- [Exercise directions] Please write out the data exactly, line by line.

··· Data

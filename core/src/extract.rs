//! Joins form definitions with submitted answers, normalized to strings.

use std::collections::HashMap;

use serde::Serialize;

use crate::form::{AnswerValue, FormAnswer, FormField};

/// Placeholder for answers whose shape the extractor does not know.
pub const UNSUPPORTED_ANSWER: &str = "Answer type not supported";

/// A question title joined with its normalized answer.
#[derive(Debug, Clone, PartialEq, Eq, Serialize)]
pub struct QuestionAnswerPair {
    pub title: String,
    pub answer: String,
}

/// Field id -> question/answer pair for every field the form defines.
pub type AnswerMap = HashMap<String, QuestionAnswerPair>;

/// Normalize one answer value to the scalar string the prompt uses.
///
/// Multi-choice: chosen labels joined with `", "`; with no labels the free-text
/// `other` value is used instead (empty when that is missing too).
/// Booleans render as `True` / `False`, matching what the prompt consumers
/// have always received.
pub fn normalize_answer(value: &AnswerValue) -> String {
    match value {
        AnswerValue::Text(s)
        | AnswerValue::Email(s)
        | AnswerValue::PhoneNumber(s)
        | AnswerValue::Date(s)
        | AnswerValue::Url(s) => s.clone(),
        AnswerValue::Choice(choice) => choice.label.clone(),
        AnswerValue::Choices(choices) => {
            if choices.labels.is_empty() {
                choices.other.clone().unwrap_or_default()
            } else {
                choices.labels.join(", ")
            }
        }
        AnswerValue::Number(n) => n.to_string(),
        AnswerValue::Boolean(b) => render_bool(*b).to_string(),
        AnswerValue::File(file) => file.url.clone(),
        AnswerValue::Payment(payment) => render_bool(payment.successful).to_string(),
        AnswerValue::Unsupported => UNSUPPORTED_ANSWER.to_string(),
    }
}

fn render_bool(value: bool) -> &'static str {
    if value { "True" } else { "False" }
}

/// Join the form definition with the submitted answers.
///
/// Defined fields without an answer map to an empty answer. Answers whose
/// field is not in the definition are dropped.
pub fn extract_answers(fields: &[FormField], answers: &[FormAnswer]) -> AnswerMap {
    let answer_by_id: HashMap<&str, String> = answers
        .iter()
        .map(|answer| (answer.field_id.as_str(), normalize_answer(&answer.value)))
        .collect();

    fields
        .iter()
        .map(|field| {
            let answer = answer_by_id
                .get(field.id.as_str())
                .cloned()
                .unwrap_or_default();
            (
                field.id.clone(),
                QuestionAnswerPair {
                    title: field.title.clone(),
                    answer,
                },
            )
        })
        .collect()
}
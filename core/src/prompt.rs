//! Workout prompt composition.
//!
//! The prompt is a single paragraph: an identity/biometrics sentence, training
//! frequency, weightlifting structure, then the cardio, environment and injury
//! clauses in that order, closed by a fixed instruction. Every substitution is
//! literal; the only post-processing is [`strip_emoji`].

use std::fmt;
use std::ops::RangeInclusive;

use serde::Serialize;

use crate::profile::ResolvedProfile;

const YES: &str = "Yes";
const GYM: &str = "Gym";
/// Choice label meaning "use my own sets/reps description instead".
pub const CUSTOM_SETS_REPS: &str = "I have a different style";

/// A composed prompt. Never edited after composition.
#[derive(Debug, Clone, PartialEq, Eq, Serialize)]
#[serde(transparent)]
pub struct Prompt(String);

impl Prompt {
    pub fn as_str(&self) -> &str {
        &self.0
    }

    pub fn into_inner(self) -> String {
        self.0
    }
}

impl fmt::Display for Prompt {
    fn fmt(&self, f: &mut fmt::Formatter<'_>) -> fmt::Result {
        f.write_str(&self.0)
    }
}

pub fn cardio_clause(p: &ResolvedProfile) -> String {
    if p.current_cardio == YES {
        format!(
            "3. Cardio: {} includes cardio in the workouts, doing {} sessions of {} for {}. ",
            p.first_name, p.cardio_frequency, p.preferred_cardio_types, p.cardio_length
        )
    } else if p.include_cardio == YES {
        format!(
            "3. Cardio: {} plans to start including cardio in the sessions, aiming for {} sessions of {} for {}. ",
            p.first_name, p.cardio_frequency, p.preferred_cardio_types, p.cardio_length
        )
    } else {
        "3. Cardio: Don't include cardio in any plan. ".to_string()
    }
}

pub fn environment_clause(p: &ResolvedProfile) -> String {
    if p.workout_location == GYM {
        return format!("4. Environment: {} trains at {}. ", p.first_name, p.gym_name);
    }
    // Only an empty answer counts as "no other equipment"; the sentinel is joined as-is.
    let equipment = if p.other_equipment.is_empty() {
        p.available_equipment.clone()
    } else {
        format!("{}, {}", p.available_equipment, p.other_equipment)
    };
    format!(
        "4. Environment: {} trains at home with access to {}. ",
        p.first_name, equipment
    )
}

/// Empty when no injury was reported; the clause is omitted, not replaced.
pub fn injury_clause(p: &ResolvedProfile) -> String {
    if p.physical_injuries == YES {
        format!("7. Injury: {} has reported {}. ", p.first_name, p.injury_details)
    } else {
        String::new()
    }
}

pub fn sets_reps(p: &ResolvedProfile) -> &str {
    if p.sets_reps == CUSTOM_SETS_REPS {
        &p.sets_reps_custom
    } else {
        &p.sets_reps
    }
}

/// Compose the workout prompt for `profile`. Pure: equal profiles give equal prompts.
pub fn compose(p: &ResolvedProfile) -> Prompt {
    let text = format!(
        "Create a workout for {first} {last}, {age} years old, {gender}, fitness level: {level}, height: {height}, weight: {weight} lbs. \
         Fitness goals: {goals}. \
         Training frequency: {frequency} sessions/week, duration: {duration} per session. \
         Each session includes {lifting} of weightlifting with {exercises} performed in {sets_reps}. \
         {cardio}{environment}{injury}\
         Based on {first}'s preferences, create a workout with a warm-up, main exercises, cardio (if included), and a cool-down.",
        first = p.first_name,
        last = p.last_name,
        age = p.age,
        gender = p.gender,
        level = p.fitness_level,
        height = p.height,
        weight = p.weight,
        goals = p.fitness_goals,
        frequency = p.exercise_frequency,
        duration = p.workout_duration,
        lifting = p.weightlifting_duration,
        exercises = p.number_of_exercises,
        sets_reps = sets_reps(p),
        cardio = cardio_clause(p),
        environment = environment_clause(p),
        injury = injury_clause(p),
    );
    Prompt(strip_emoji(&text))
}

/// Pictographic, emoji and joiner code points removed from prompts.
///
/// The list is intentionally broad: `24C2..=1F251` and `10000..=10FFFF` also
/// cover CJK and every supplementary plane.
const EMOJI_RANGES: [RangeInclusive<u32>; 22] = [
    0x1F1E0..=0x1F1FF,
    0x1F300..=0x1F5FF,
    0x1F600..=0x1F64F,
    0x1F680..=0x1F6FF,
    0x1F700..=0x1F77F,
    0x1F780..=0x1F7FF,
    0x1F800..=0x1F8FF,
    0x1F900..=0x1F9FF,
    0x1FA00..=0x1FA6F,
    0x1FA70..=0x1FAFF,
    0x2702..=0x27B0,
    0x24C2..=0x1F251,
    0x1F926..=0x1F937,
    0x10000..=0x10FFFF,
    0x200D..=0x200D,
    0x2640..=0x2642,
    0x2600..=0x2B55,
    0x23CF..=0x23CF,
    0x23E9..=0x23E9,
    0x231A..=0x231A,
    0x3030..=0x3030,
    0xFE0F..=0xFE0F,
];

fn is_emoji(c: char) -> bool {
    let code = u32::from(c);
    EMOJI_RANGES.iter().any(|range| range.contains(&code))
}

/// Remove every character in [`EMOJI_RANGES`]; everything else is kept verbatim.
pub fn strip_emoji(text: &str) -> String {
    text.chars().filter(|c| !is_emoji(*c)).collect()
}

······

- [Output for this task]
filename core/src/extract.rs
//! Joins form definitions with submitted answers, normalized to strings.

use std::collections::HashMap;

use serde::Serialize;

use crate::form::{AnswerValue, FormAnswer, FormField};

/// Placeholder for answers whose shape the extractor does not know.
pub const UNSUPPORTED_ANSWER: &str = "Answer type not supported";

/// A question title joined with its normalized answer.
#[derive(Debug, Clone, PartialEq, Eq, Serialize)]
pub struct QuestionAnswerPair {
    pub title: String,
    pub answer: String,
}

/// Field id -> question/answer pair for every field the form defines.
pub type AnswerMap = HashMap<String, QuestionAnswerPair>;

/// Normalize one answer value to the scalar string the prompt uses.
///
/// Multi-choice: chosen labels joined with `", "`; with no labels the free-text
/// `other` value is used instead (empty when that is missing too).
/// Booleans render as `True` / `False`, matching what the prompt consumers
/// have always received.
pub fn normalize_answer(value: &AnswerValue) -> String {
    match value {
        AnswerValue::Text(s)
        | AnswerValue::Email(s)
        | AnswerValue::PhoneNumber(s)
        | AnswerValue::Date(s)
        | AnswerValue::Url(s) => s.clone(),
        AnswerValue::Choice(choice) => choice.label.clone(),
        AnswerValue::Choices(choices) => {
            if choices.labels.is_empty() {
                choices.other.clone().unwrap_or_default()
            } else {
                choices.labels.join(", ")
            }
        }
        AnswerValue::Number(n) => n.to_string(),
        AnswerValue::Boolean(b) => render_bool(*b).to_string(),
        AnswerValue::File(file) => file.url.clone(),
        AnswerValue::Payment(payment) => render_bool(payment.successful).to_string(),
        AnswerValue::Unsupported => UNSUPPORTED_ANSWER.to_string(),
    }
}

fn render_bool(value: bool) -> &'static str {
    if value { "True" } else { "False" }
}

/// Join the form definition with the submitted answers.
///
/// Defined fields without an answer map to an empty answer. Answers whose
/// field is not in the definition are dropped.
pub fn extract_answers(fields: &[FormField], answers: &[FormAnswer]) -> AnswerMap {
    let answer_by_id: HashMap<&str, String> = answers
        .iter()
        .map(|answer| (answer.field_id.as_str(), normalize_answer(&answer.value)))
        .collect();

    fields
        .iter()
        .map(|field| {
            let answer = answer_by_id
                .get(field.id.as_str())
                .cloned()
                .unwrap_or_default();
            (
                field.id.clone(),
                QuestionAnswerPair {
                    title: field.title.clone(),
                    answer,
                },
            )
        })
        .collect()
}
filename core/src/prompt.rs
//! Workout prompt composition.
//!
//! The prompt is a single paragraph: an identity/biometrics sentence, training
//! frequency, weightlifting structure, then the cardio, environment and injury
//! clauses in that order, closed by a fixed instruction. Every substitution is
//! literal; the only post-processing is [`strip_emoji`].

use std::fmt;
use std::ops::RangeInclusive;

use serde::Serialize;

use crate::profile::ResolvedProfile;

const YES: &str = "Yes";
const GYM: &str = "Gym";
/// Choice label meaning "use my own sets/reps description instead".
pub const CUSTOM_SETS_REPS: &str = "I have a different style";

/// A composed prompt. Never edited after composition.
#[derive(Debug, Clone, PartialEq, Eq, Serialize)]
#[serde(transparent)]
pub struct Prompt(String);

impl Prompt {
    pub fn as_str(&self) -> &str {
        &self.0
    }

    pub fn into_inner(self) -> String {
        self.0
    }
}

impl fmt::Display for Prompt {
    fn fmt(&self, f: &mut fmt::Formatter<'_>) -> fmt::Result {
        f.write_str(&self.0)
    }
}

pub fn cardio_clause(p: &ResolvedProfile) -> String {
    if p.current_cardio == YES {
        format!(
            "3. Cardio: {} includes cardio in the workouts, doing {} sessions of {} for {}. ",
            p.first_name, p.cardio_frequency, p.preferred_cardio_types, p.cardio_length
        )
    } else if p.include_cardio == YES {
        format!(
            "3. Cardio: {} plans to start including cardio in the sessions, aiming for {} sessions of {} for {}. ",
            p.first_name, p.cardio_frequency, p.preferred_cardio_types, p.cardio_length
        )
    } else {
        "3. Cardio: Don't include cardio in any plan. ".to_string()
    }
}

pub fn environment_clause(p: &ResolvedProfile) -> String {
    if p.workout_location == GYM {
        return format!("4. Environment: {} trains at {}. ", p.first_name, p.gym_name);
    }
    // Only an empty answer counts as "no other equipment"; the sentinel is joined as-is.
    let equipment = if p.other_equipment.is_empty() {
        p.available_equipment.clone()
    } else {
        format!("{}, {}", p.available_equipment, p.other_equipment)
    };
    format!(
        "4. Environment: {} trains at home with access to {}. ",
        p.first_name, equipment
    )
}

/// Empty when no injury was reported; the clause is omitted, not replaced.
pub fn injury_clause(p: &ResolvedProfile) -> String {
    if p.physical_injuries == YES {
        format!("7. Injury: {} has reported {}. ", p.first_name, p.injury_details)
    } else {
        String::new()
    }
}

pub fn sets_reps(p: &ResolvedProfile) -> &str {
    if p.sets_reps == CUSTOM_SETS_REPS {
        &p.sets_reps_custom
    } else {
        &p.sets_reps
    }
}

/// Compose the workout prompt for `profile`. Pure: equal profiles give equal prompts.
pub fn compose(p: &ResolvedProfile) -> Prompt {
    let text = format!(
        "Create a workout for {first} {last}, {age} years old, {gender}, fitness level: {level}, height: {height}, weight: {weight} lbs. \
         Fitness goals: {goals}. \
         Training frequency: {frequency} sessions/week, duration: {duration} per session. \
         Each session includes {lifting} of weightlifting with {exercises} performed in {sets_reps}. \
         {cardio}{environment}{injury}\
         Based on {first}'s preferences, create a workout with a warm-up, main exercises, cardio (if included), and a cool-down.",
        first = p.first_name,
        last = p.last_name,
        age = p.age,
        gender = p.gender,
        level = p.fitness_level,
        height = p.height,
        weight = p.weight,
        goals = p.fitness_goals,
        frequency = p.exercise_frequency,
        duration = p.workout_duration,
        lifting = p.weightlifting_duration,
        exercises = p.number_of_exercises,
        sets_reps = sets_reps(p),
        cardio = cardio_clause(p),
        environment = environment_clause(p),
        injury = injury_clause(p),
    );
    Prompt(strip_emoji(&text))
}

/// Pictographic, emoji and joiner code points removed from prompts.
///
/// The list is intentionally broad: `24C2..=1F251` and `10000..=10FFFF` also
/// cover CJK and every supplementary plane.
const EMOJI_RANGES: [RangeInclusive<u32>; 22] = [
    0x1F1E0..=0x1F1FF,
    0x1F300..=0x1F5FF,
    0x1F600..=0x1F64F,
    0x1F680..=0x1F6FF,
    0x1F700..=0x1F77F,
    0x1F780..=0x1F7FF,
    0x1F800..=0x1F8FF,
    0x1F900..=0x1F9FF,
    0x1FA00..=0x1FA6F,
    0x1FA70..=0x1FAFF,
    0x2702..=0x27B0,
    0x24C2..=0x1F251,
    0x1F926..=0x1F937,
    0x10000..=0x10FFFF,
    0x200D..=0x200D,
    0x2640..=0x2642,
    0x2600..=0x2B55,
    0x23CF..=0x23CF,
    0x23E9..=0x23E9,
    0x231A..=0x231A,
    0x3030..=0x3030,
    0xFE0F..=0xFE0F,
];

fn is_emoji(c: char) -> bool {
    let code = u32::from(c);
    EMOJI_RANGES.iter().any(|range| range.contains(&code))
}

/// Remove every character in [`EMOJI_RANGES`]; everything else is kept verbatim.
pub fn strip_emoji(text: &str) -> String {
    text.chars().filter(|c| !is_emoji(*c)).collect()
}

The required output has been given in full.